There is still a part of me that grieves for the healthy boy I lost when he was diagnosed at five. But there is a bigger part of me that is excited for Cody now, and for me too. His challenges are growing him into such a big hearted, wise, optimistic young man. Every day is important to him; every human connection is important to him. He is quick to laugh and the slowest to judge I know.

For that, and so many other things in my life, I give thanks.

54. Accommodating me.

This place smells. We’re staying at a place called Elephant Reach, or should that be Retch?  It’s not an unbearable smell, just kind of an eu de two star that permeates the sweet  jungle air.   I think it’s a combination of cheap motel soap (smells the same all over the world that I can tell) , cleaning products (I know, I know, I should be quietly grateful for this ingredient) and a thousand shedding bodies that have slept in this room before us.

I made a little promise to myself that we would mix up the accommodation this trip, and give Cody a broad overview of how that all works. What a stupid idea. To be honest, he’s coping with it better than me; there’s a pool Mum!

I have had my share of cheap gaffs, more than my share if I look back. And while there are many outstanding memories than remain from those travelling days, these days I’m more than happy to stash the cash pre departure and fund an extra star or two.

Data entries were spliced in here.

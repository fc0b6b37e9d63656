//! Connection bootstrap utilities for SQLite.
//!
//! # Invariants
//! - Returned connections have `foreign_keys=ON` and a busy timeout.
//! - Returned connections have migrations fully applied.

use super::migrations::apply_migrations;
use super::{DbError, DbResult};
use log::{error, info};
use rusqlite::Connection;
use std::path::Path;
use std::time::{Duration, Instant};

const BUSY_TIMEOUT: Duration = Duration::from_secs(5);

/// Opens a page database file and applies all pending migrations.
///
/// # Side effects
/// - Creates the file and its parent directories when missing.
/// - Emits `db_open` logging events with duration and status.
pub fn open_db(path: impl AsRef<Path>) -> DbResult<Connection> {
    let path = path.as_ref();
    if let Some(dir) = path.parent().filter(|dir| !dir.as_os_str().is_empty()) {
        std::fs::create_dir_all(dir).map_err(|source| DbError::CreateDir {
            dir: dir.to_path_buf(),
            source,
        })?;
    }
    open_with("file", || Connection::open(path))
}

/// Opens an in-memory page database with all migrations applied.
pub fn open_db_in_memory() -> DbResult<Connection> {
    open_with("memory", Connection::open_in_memory)
}

fn open_with<F>(mode: &'static str, connect: F) -> DbResult<Connection>
where
    F: FnOnce() -> rusqlite::Result<Connection>,
{
    let started_at = Instant::now();
    info!("event=db_open module=db status=start mode={mode}");

    let mut conn = connect().map_err(|err| {
        error!(
            "event=db_open module=db status=error mode={mode} duration_ms={} error_code=db_open_failed error={err}",
            started_at.elapsed().as_millis()
        );
        err
    })?;

    if let Err(err) = bootstrap_connection(&mut conn) {
        error!(
            "event=db_open module=db status=error mode={mode} duration_ms={} error_code=db_bootstrap_failed error={err}",
            started_at.elapsed().as_millis()
        );
        return Err(err);
    }

    info!(
        "event=db_open module=db status=ok mode={mode} duration_ms={}",
        started_at.elapsed().as_millis()
    );
    Ok(conn)
}

fn bootstrap_connection(conn: &mut Connection) -> DbResult<()> {
    conn.execute_batch("PRAGMA foreign_keys = ON;")?;
    conn.busy_timeout(BUSY_TIMEOUT)?;
    apply_migrations(conn)
}
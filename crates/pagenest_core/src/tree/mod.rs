//! Page hierarchy: forest construction and parent-link queries.
//!
//! # Invariants
//! - Construction never recurses along parent links.
//! - Every traversal carries a visited-id set; stored cycles cannot hang it.

pub mod builder;
pub mod hierarchy;
impl<R: PageRepository, C: Clock> Workspace<R, C> {
    /// Opens a workspace and loads its snapshot from the repository.
    pub fn with_clock(repo: R, config: WorkspaceConfig, clock: C) -> Result<Self, WorkspaceError> {
        let store = WorkspaceStore::load(&repo)?;
        info!(
            "event=workspace_open module=workspace status=ok pages={} trashed={}",
            store.live_len(),
            store.trash_len()
        );
        let autosave = AutosaveQueue::new(config.autosave_debounce_ms);
        Ok(Self {
            repo,
            clock,
            config,
            store,
            autosave,
        })
    }

    pub fn config(&self) -> &WorkspaceConfig {
        &self.config
    }

    pub fn store(&self) -> &WorkspaceStore {
        &self.store
    }

    pub fn repo(&self) -> &R {
        &self.repo
    }

    pub fn autosave(&self) -> &AutosaveQueue {
        &self.autosave
    }

    pub fn get_page(&self, id: &str) -> Option<&Page> {
        self.store.page(id)
    }

    /// Creates a blank page, optionally under a live parent.
    pub fn create_page(
        &mut self,
        title: &str,
        parent_id: Option<&str>,
    ) -> Result<Page, WorkspaceError> {
        self.create_from_template(PageTemplate::Blank, Some(title), parent_id)
    }

    /// Creates a page with a template's initial content.
    ///
    /// `title = None` uses the template's default title.
    pub fn create_from_template(
        &mut self,
        template: PageTemplate,
        title: Option<&str>,
        parent_id: Option<&str>,
    ) -> Result<Page, WorkspaceError> {
        let title = title.unwrap_or(template.default_title());
        validate_title(title)?;
        if let Some(parent_id) = parent_id {
            self.ensure_live_parent(parent_id)?;
        }
        let mut page = Page::new(title, parent_id.map(str::to_string), self.clock.now_ms());
        page.icon = template.icon().map(str::to_string);
        page.tags = normalize_tags(template.tags().iter().copied());
        page.content = encode(&template.document());
        self.insert_new_page(page)
    }

    /// Returns the daily note for `date`, creating it on first use.
    pub fn create_daily_note(&mut self, date: NaiveDate) -> Result<Page, WorkspaceError> {
        let title = date.format(DAILY_NOTE_TITLE_FORMAT).to_string();
        if let Some(existing) = self.store.pages().find(|page| {
            page.title == title && page.is_root() && page.tags.contains(DAILY_NOTE_TAG)
        }) {
            return Ok(existing.clone());
        }
        let mut page = Page::new(title, None, self.clock.now_ms());
        page.icon = Some("📅".to_string());
        page.tags = BTreeSet::from([DAILY_NOTE_TAG.to_string()]);
        page.content = encode(&PageDocument::default());
        self.insert_new_page(page)
    }

    /// Daily note for the clock's current UTC date.
    pub fn create_todays_note(&mut self) -> Result<Page, WorkspaceError> {
        let now_ms = self.clock.now_ms();
        let date = DateTime::<Utc>::from_timestamp_millis(now_ms)
            .map(|moment| moment.date_naive())
            .unwrap_or_default();
        self.create_daily_note(date)
    }

    /// Applies a partial update after validating it against the snapshot.
    pub fn update_page(&mut self, id: &str, patch: PagePatch) -> Result<Page, WorkspaceError> {
        let current = self
            .store
            .page(id)
            .ok_or_else(|| WorkspaceError::NotFound(id.to_string()))?;

        if let Some(title) = patch.title.as_deref() {
            validate_title(title)?;
        }

        let target_parent = match patch.parent_id.as_ref() {
            Some(parent_id) => parent_id.clone(),
            None => current.parent_id.clone(),
        };
        if let Some(Some(parent_id)) = patch.parent_id.as_ref() {
            self.ensure_live_parent(parent_id)?;
            if ParentIndex::new(self.store.pages()).would_create_cycle(id, parent_id) {
                warn!(
                    "event=page_update module=workspace status=rejected reason=cycle page_id={} parent_id={}",
                    id, parent_id
                );
                return Err(WorkspaceError::CycleDetected {
                    page_id: id.to_string(),
                    parent_id: parent_id.clone(),
                });
            }
        }

        // A move changes the governing schema even when content is untouched.
        let parent_changed = patch
            .parent_id
            .as_ref()
            .is_some_and(|parent_id| *parent_id != current.parent_id);
        if patch.content.is_some() || parent_changed {
            let content = patch.content.as_ref().unwrap_or(&current.content);
            self.validate_content(content, target_parent.as_deref())?;
        }

        let updated = self.repo.update_page(id, &patch, self.clock.now_ms())?;
        self.store.insert_page(updated.clone());
        Ok(updated)
    }

    /// Records an edit for debounced saving.
    pub fn queue_edit(&mut self, id: &str, patch: PagePatch) -> Result<(), WorkspaceError> {
        if !self.store.is_live(id) {
            return Err(WorkspaceError::NotFound(id.to_string()));
        }
        self.autosave.record(id, patch, self.clock.now_ms());
        Ok(())
    }

    /// Saves every queued edit whose debounce deadline has passed.
    pub fn flush_due(&mut self) -> AutosaveReport {
        let due = self.autosave.take_due(self.clock.now_ms());
        let mut report = AutosaveReport::default();
        for save in due {
            self.run_save(save, &mut report);
        }
        report
    }

    /// Saves one page's queued edits now (navigate-away flush).
    pub fn flush_page(&mut self, id: &str) -> Result<Option<Page>, WorkspaceError> {
        let Some(save) = self.autosave.take_page(id) else {
            return Ok(None);
        };
        let page_id = save.page_id.clone();
        let result = self.update_page(&page_id, save.patch);
        self.autosave
            .complete(&page_id, save_outcome(&result), self.clock.now_ms());
        result.map(Some)
    }

    /// Moves a page and its live descendants to trash.
    pub fn delete_page(&mut self, id: &str) -> Result<Vec<DeletedPage>, WorkspaceError> {
        let now_ms = self.clock.now_ms();
        let entries = TrashLifecycle::new(&self.repo, &mut self.store).delete(id, now_ms)?;
        for entry in &entries {
            self.autosave.discard(&entry.id);
        }
        Ok(entries)
    }

    /// Live pages ordered by creation time.
    pub fn list_pages(&self) -> Vec<&Page> {
        self.store.pages_by_creation()
    }

    /// Trash entries, most recently deleted first.
    pub fn list_deleted_pages(&self) -> Vec<&DeletedPage> {
        self.store.trash_by_recency()
    }

    pub fn restore_page(&mut self, id: &str) -> Result<Page, WorkspaceError> {
        Ok(TrashLifecycle::new(&self.repo, &mut self.store).restore(id)?)
    }

    pub fn restore_page_with_children(&mut self, id: &str) -> Result<Vec<Page>, WorkspaceError> {
        Ok(TrashLifecycle::new(&self.repo, &mut self.store).restore_with_children(id)?)
    }

    pub fn permanently_delete_page(&mut self, id: &str) -> Result<(), WorkspaceError> {
        Ok(TrashLifecycle::new(&self.repo, &mut self.store).purge(id)?)
    }

    pub fn empty_trash(&mut self) -> Result<usize, WorkspaceError> {
        Ok(TrashLifecycle::new(&self.repo, &mut self.store).empty_trash()?)
    }

    /// Purges trash entries past their retention window.
    pub fn purge_expired(&mut self) -> Result<Vec<PageId>, WorkspaceError> {
        let now_ms = self.clock.now_ms();
        Ok(TrashLifecycle::new(&self.repo, &mut self.store).sweep_expired(now_ms)?)
    }

    /// Forest of live pages.
    pub fn tree(&self) -> Vec<TreeNode> {
        build_tree(self.store.pages())
    }

    /// Direct live children in sibling order.
    pub fn children(&self, id: &str) -> Vec<&Page> {
        let mut children: Vec<&Page> = self
            .store
            .pages()
            .filter(|page| page.parent_id.as_deref() == Some(id) && page.id != id)
            .collect();
        children.sort_by(|a, b| compare_pages(a, b));
        children
    }

    /// Ancestors of a live page followed by the page itself.
    pub fn breadcrumbs(&self, id: &str) -> Result<Vec<&Page>, WorkspaceError> {
        let page = self
            .store
            .page(id)
            .ok_or_else(|| WorkspaceError::NotFound(id.to_string()))?;
        let mut chain = ParentIndex::new(self.store.pages()).ancestors(id);
        chain.push(page);
        Ok(chain)
    }

    /// Decoded content of a live page.
    pub fn document(&self, id: &str) -> Option<PageDocument> {
        self.store.page(id).map(|page| decode(&page.content))
    }

    /// Projects a database page over its live children.
    ///
    /// Returns `None` for unknown or free-form pages.
    pub fn project<'a>(&self, database_id: &str, rows: &'a [Page]) -> Option<ProjectedView<'a>> {
        let database = self.store.page(database_id)?;
        project_database(database, rows, &self.config.projection_options())
    }

    /// Live children of a database page as owned rows, in sibling order.
    pub fn database_rows(&self, database_id: &str) -> Vec<Page> {
        self.children(database_id).into_iter().cloned().collect()
    }

    /// Full backlink index over live pages.
    pub fn backlinks(&self) -> BacklinkIndex {
        index_backlinks(self.store.pages())
    }

    /// Links pointing at one page.
    pub fn backlinks_to(&self, id: &str) -> Vec<Backlink> {
        self.backlinks().backlinks_to(id).to_vec()
    }

    /// Distinct tags across live pages, sorted.
    pub fn list_tags(&self) -> Vec<String> {
        let tags: BTreeSet<&String> = self.store.pages().flat_map(|page| &page.tags).collect();
        tags.into_iter().cloned().collect()
    }

    /// Favorite live pages in sibling order.
    pub fn favorites(&self) -> Vec<&Page> {
        let mut pages: Vec<&Page> = self.store.pages().filter(|page| page.is_favorite).collect();
        pages.sort_by(|a, b| compare_pages(a, b));
        pages
    }

    fn insert_new_page(&mut self, page: Page) -> Result<Page, WorkspaceError> {
        self.repo.create_page(&page)?;
        info!(
            "event=page_create module=workspace status=ok page_id={} has_parent={}",
            page.id,
            page.parent_id.is_some()
        );
        self.store.insert_page(page.clone());
        Ok(page)
    }

    fn ensure_live_parent(&self, parent_id: &str) -> Result<(), WorkspaceError> {
        if self.store.is_live(parent_id) {
            Ok(())
        } else {
            Err(WorkspaceError::ParentNotFound(parent_id.to_string()))
        }
    }

    fn validate_content(
        &self,
        content: &serde_json::Value,
        parent_id: Option<&str>,
    ) -> Result<(), WorkspaceError> {
        let doc = decode(content);
        validate_schema(&doc.schema)?;
        let parent_schema: Vec<PropertyConfig>;
        let governing: &[PropertyConfig] = if !doc.schema.is_empty() {
            &doc.schema
        } else {
            parent_schema = parent_id
                .and_then(|parent_id| self.store.page(parent_id))
                .map(|parent| decode(&parent.content).schema)
                .unwrap_or_default();
            &parent_schema
        };
        validate_properties(governing, &doc.properties)?;
        Ok(())
    }

    fn run_save(&mut self, save: DueSave, report: &mut AutosaveReport) {
        let DueSave { page_id, patch, .. } = save;
        if !self.store.is_live(&page_id) {
            self.autosave
                .complete(&page_id, SaveOutcome::Rejected, self.clock.now_ms());
            return;
        }
        let result = self.update_page(&page_id, patch);
        self.autosave
            .complete(&page_id, save_outcome(&result), self.clock.now_ms());
        match result {
            Ok(_) => report.saved.push(page_id),
            Err(err) => {
                warn!(
                    "event=autosave_flush module=workspace status=error page_id={} error={}",
                    page_id, err
                );
                report.failed.push((page_id, err));
            }
        }
    }
}
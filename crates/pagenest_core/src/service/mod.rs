//! Core use-case services.
//!
//! # Responsibility
//! - Orchestrate repository calls, trash transitions and autosave into
//!   workspace-level APIs.
//! - Keep CLI and host layers decoupled from storage details.

pub mod template;
pub mod workspace;
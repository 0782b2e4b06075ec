use bytes::BytesMut;
use tracing::debug;

use crate::codec::{decode_frame, Frame, FrameConfig};
use crate::error::{FrameError, Result};

const INITIAL_BUFFER_CAPACITY: usize = 8 * 1024;

/// Incremental frame parser over an arbitrarily chunked byte stream.
///
/// Bytes go in with [`feed`](Self::feed); complete frames come out of
/// [`try_extract`](Self::try_extract) in stream order. An incomplete trailing
/// frame stays buffered until more bytes arrive.
///
/// A malformed header poisons the assembler: the stream position is lost, so
/// every later call fails.
pub struct FrameAssembler {
    buf: BytesMut,
    config: FrameConfig,
    pending_error: Option<FrameError>,
    poisoned: bool,
}

impl FrameAssembler {
    /// Create an assembler with default configuration.
    pub fn new() -> Self {
        Self::with_config(FrameConfig::default())
    }

    /// Create an assembler with explicit configuration.
    pub fn with_config(config: FrameConfig) -> Self {
        Self::with_buffered(config, BytesMut::with_capacity(INITIAL_BUFFER_CAPACITY))
    }

    /// Create an assembler that resumes from already-buffered bytes.
    pub fn with_buffered(config: FrameConfig, buf: BytesMut) -> Self {
        Self {
            buf,
            config,
            pending_error: None,
            poisoned: false,
        }
    }

    /// Append newly arrived bytes.
    pub fn feed(&mut self, data: &[u8]) {
        self.buf.extend_from_slice(data);
    }

    /// Extract the next complete frame, if one is buffered.
    pub fn next_frame(&mut self) -> Result<Option<Frame>> {
        if let Some(err) = self.pending_error.take() {
            return Err(err);
        }
        if self.poisoned {
            return Err(FrameError::Desynchronized);
        }

        match decode_frame(&mut self.buf, self.config.max_payload_size) {
            Ok(frame) => Ok(frame),
            Err(err) => {
                debug!(error = %err, buffered = self.buf.len(), "frame assembler poisoned");
                self.poisoned = true;
                Err(err)
            }
        }
    }

    /// Extract every complete frame currently buffered.
    ///
    /// Frames that precede a malformed header are returned first; the error
    /// is reported by the following call.
    pub fn try_extract(&mut self) -> Result<Vec<Frame>> {
        let mut frames = Vec::new();
        loop {
            match self.next_frame() {
                Ok(Some(frame)) => frames.push(frame),
                Ok(None) => return Ok(frames),
                Err(err) if frames.is_empty() => return Err(err),
                Err(err) => {
                    self.pending_error = Some(err);
                    return Ok(frames);
                }
            }
        }
    }

    /// Feed `data` and extract every complete frame.
    pub fn push(&mut self, data: &[u8]) -> Result<Vec<Frame>> {
        self.feed(data);
        self.try_extract()
    }

    /// Number of buffered bytes not yet consumed by a frame.
    pub fn buffered_len(&self) -> usize {
        self.buf.len()
    }

    /// Whether no bytes are buffered.
    pub fn is_empty(&self) -> bool {
        self.buf.is_empty()
    }

    /// Whether an earlier malformed header poisoned the stream.
    pub fn is_poisoned(&self) -> bool {
        self.poisoned
    }

    /// Consume the assembler and return the unconsumed bytes.
    pub fn into_remaining(self) -> BytesMut {
        self.buf
    }
}

impl Default for FrameAssembler {
    fn default() -> Self {
        Self::new()
    }
}

impl std::fmt::Debug for FrameAssembler {
    fn fmt(&self, f: &mut std::fmt::Formatter<'_>) -> std::fmt::Result {
        f.debug_struct("FrameAssembler")
            .field("buffered", &self.buf.len())
            .field("max_payload_size", &self.config.max_payload_size)
            .field("poisoned", &self.poisoned)
            .finish()
    }
}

Cheap wine and a three day growth?  Don’t mind if I do. Cheap room? Not so much.

52. Does my bum look big on this?

Today we did what you do in Sri Lanka.   We went to an elephant orphanage, we rode on the back of one through the jungle and down a river bed, and we dodged the men hawking t shirts with an elephant’s bum on the front.   Does someone actually buy  these  tshirt? I guess they must.

I have a lot of time for an elephant. They’re so exceptionally big and they seem so, I don’t know,  so zen.

Still haven’t ridden a horse, but I’ve clamped my strong Southern thighs quite firmly onto the back on more than one elephant, a couple of camels, a donkey… oh god, I’d better stop there.

Giddy up cowboy.

49. Lesson on patience.

Today we mostly learned about patience; a good buddhist learning this one.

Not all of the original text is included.